When we test storage devices, the two main metrics to consider are access time and transfer rate. Simply put, access time is the time is takes the storage device to start delivering data once the request has been received, while transfer rate is how fast (megabytes per second) the data comes once the transfer operation begins. With a hard disk, data transfer cannot begin until the disk’s head servo physically moves the read/write head to the correct track. Although modern servos are very fast, in the best case you’re still looking at several milliseconds to do this, while an SSD’s access time is always under a millisecond. The disadvantage is even worse if the data isn’t all in a contiguous space on the disk, since the head will have to be repositioned on the fly, leading to more delays.

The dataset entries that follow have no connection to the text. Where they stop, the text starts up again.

use std::io::{ErrorKind, Write};

use bytes::BytesMut;

use crate::codec::{encode_message, HEADER_SIZE};
use crate::error::{MessageError, Result};
use crate::message::Message;

const INITIAL_BUFFER_CAPACITY: usize = HEADER_SIZE + 1024;

/// Writes complete messages to any `Write` stream.
pub struct MessageWriter<T> {
    inner: T,
    buf: BytesMut,
}

impl<T: Write> MessageWriter<T> {
    pub fn new(inner: T) -> Self {
        Self {
            inner,
            buf: BytesMut::with_capacity(INITIAL_BUFFER_CAPACITY),
        }
    }

    /// Encode `message` for `cport` and write it out (blocking).
    pub fn write_message(&mut self, cport: u16, message: &Message) -> Result<()> {
        self.buf.clear();
        encode_message(cport, message, &mut self.buf);

        let mut offset = 0usize;
        while offset < self.buf.len() {
            match self.inner.write(&self.buf[offset..]) {
                Ok(0) => return Err(MessageError::ConnectionClosed),
                Ok(n) => offset += n,
                Err(err) if err.kind() == ErrorKind::Interrupted => continue,
                Err(err) if err.kind() == ErrorKind::WouldBlock => continue,
                Err(err) => return Err(MessageError::Io(err)),
            }
        }

        self.flush()
    }

    pub fn flush(&mut self) -> Result<()> {
        loop {
            match self.inner.flush() {
                Ok(()) => return Ok(()),
                Err(err) if err.kind() == ErrorKind::Interrupted => continue,
                Err(err) if err.kind() == ErrorKind::WouldBlock => continue,
                Err(err) => return Err(MessageError::Io(err)),
            }
        }
    }

    pub fn get_ref(&self) -> &T {
        &self.inner
    }

    pub fn get_mut(&mut self) -> &mut T {
        &mut self.inner
    }

    pub fn into_inner(self) -> T {
        self.inner
    }
}

#[cfg(test)]
mod tests {
    use std::io::Cursor;

    use super::*;
    use crate::codec::{decode_message, MAX_MESSAGE_SIZE};
    use crate::result::OperationResult;

    fn msg(payload: &[u8]) -> Message {
        Message::with_payload(0x03, 11, OperationResult::Success, payload).unwrap()
    }

    #[test]
    fn write_single_message() {
        let mut writer = MessageWriter::new(Cursor::new(Vec::<u8>::new()));
        writer.write_message(1, &msg(b"hello")).unwrap();

        let inner = writer.into_inner().into_inner();
        let mut wire = BytesMut::from(inner.as_slice());
        let got = decode_message(&mut wire, MAX_MESSAGE_SIZE).unwrap().unwrap();
        assert_eq!(got.cport, 1);
        assert_eq!(got.message.payload(), b"hello");
    }

    #[test]
    fn write_multiple_messages() {
        let mut writer = MessageWriter::new(Cursor::new(Vec::<u8>::new()));
        writer.write_message(1, &msg(b"one")).unwrap();
        writer.write_message(2, &msg(b"two")).unwrap();

        let inner = writer.into_inner().into_inner();
        let mut wire = BytesMut::from(inner.as_slice());
        let m1 = decode_message(&mut wire, MAX_MESSAGE_SIZE).unwrap().unwrap();
        let m2 = decode_message(&mut wire, MAX_MESSAGE_SIZE).unwrap().unwrap();

        assert_eq!((m1.cport, m1.message.payload()), (1, &b"one"[..]));
        assert_eq!((m2.cport, m2.message.payload()), (2, &b"two"[..]));
    }

    #[test]
    fn handles_interrupted_write_and_flush() {
        let sink = FlakyWriter {
            write_error: Some(ErrorKind::Interrupted),
            flush_error: Some(ErrorKind::Interrupted),
            data: Vec::new(),
        };
        let mut writer = MessageWriter::new(sink);
        writer.write_message(5, &msg(b"retry")).unwrap();
        assert_eq!(writer.get_ref().data.len(), HEADER_SIZE + 5);
    }

    #[test]
    fn handles_would_block_write_and_flush() {
        let sink = FlakyWriter {
            write_error: Some(ErrorKind::WouldBlock),
            flush_error: Some(ErrorKind::WouldBlock),
            data: Vec::new(),
        };
        let mut writer = MessageWriter::new(sink);
        writer.write_message(6, &msg(b"retry")).unwrap();
        assert_eq!(writer.get_ref().data.len(), HEADER_SIZE + 5);
    }

    #[test]
    fn connection_closed_when_write_returns_zero() {
        let mut writer = MessageWriter::new(ZeroWriter);
        let err = writer.write_message(1, &msg(b"x")).unwrap_err();
        assert!(matches!(err, MessageError::ConnectionClosed));
    }

    #[test]
    fn broken_pipe_propagates() {
        let sink = FlakyWriter {
            write_error: Some(ErrorKind::BrokenPipe),
            flush_error: None,
            data: Vec::new(),
        };
        let mut writer = MessageWriter::new(sink);
        let err = writer.write_message(1, &msg(b"x")).unwrap_err();
        assert!(matches!(err, MessageError::Io(e) if e.kind() == ErrorKind::BrokenPipe));
    }

    struct FlakyWriter {
        write_error: Option<ErrorKind>,
        flush_error: Option<ErrorKind>,
        data: Vec<u8>,
    }

    impl Write for FlakyWriter {
        fn write(&mut self, buf: &[u8]) -> std::io::Result<usize> {
            if let Some(kind) = self.write_error.take() {
                return Err(std::io::Error::from(kind));
            }
            self.data.extend_from_slice(buf);
            Ok(buf.len())
        }

        fn flush(&mut self) -> std::io::Result<()> {
            if let Some(kind) = self.flush_error.take() {
                return Err(std::io::Error::from(kind));
            }
            Ok(())
        }
    }

    struct ZeroWriter;

    impl Write for ZeroWriter {
        fn write(&mut self, _buf: &[u8]) -> std::io::Result<usize> {
            Ok(0)
        }

        fn flush(&mut self) -> std::io::Result<()> {
            Ok(())
        }
    }
}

Early consumer SSDs actually had slower transfer rates than the best hard disks, although their instantaneous access times more than made up for it. The zenith of consumer hard disk performance was probably reached in 2012 with the release of the Western Digital Velociraptor 1 terabyte disk. Spinning at 10,000RPM, this disk could under ideal circumstances (i.e. a synthetic bandwidth test) reach a sequential transfer rate of over 230MB/s. Keep this figure in mind as you read this review.

SSD Testing Disclaimer

Early on in our SSD coverage, Benchmark Reviews published an article which detailed Solid State Drive Benchmark Performance Testing. The research and discussion that went into producing that article changed the way we now test SSD products. Our previous perceptions of this technology were lost on one particular difference: the wear leveling algorithm that makes data a moving target. Without conclusive linear bandwidth testing or some other method of total-capacity testing, our previous performance results were rough estimates at best.

Our test results were obtained after each SSD had been prepared using DISKPART or Sanitary Erase tools. As a word of caution, applications such as these offer immediate but temporary restoration of original ‘pristine’ performance levels. In our tests, we discovered that the maximum performance results (charted) would decay as subsequent tests were performed. SSDs attached to TRIM enabled Operating Systems will benefit from continuously refreshed performance, whereas older O/S’s will require a garbage collection (GC) tool to avoid ‘dirty NAND’ performance degradation.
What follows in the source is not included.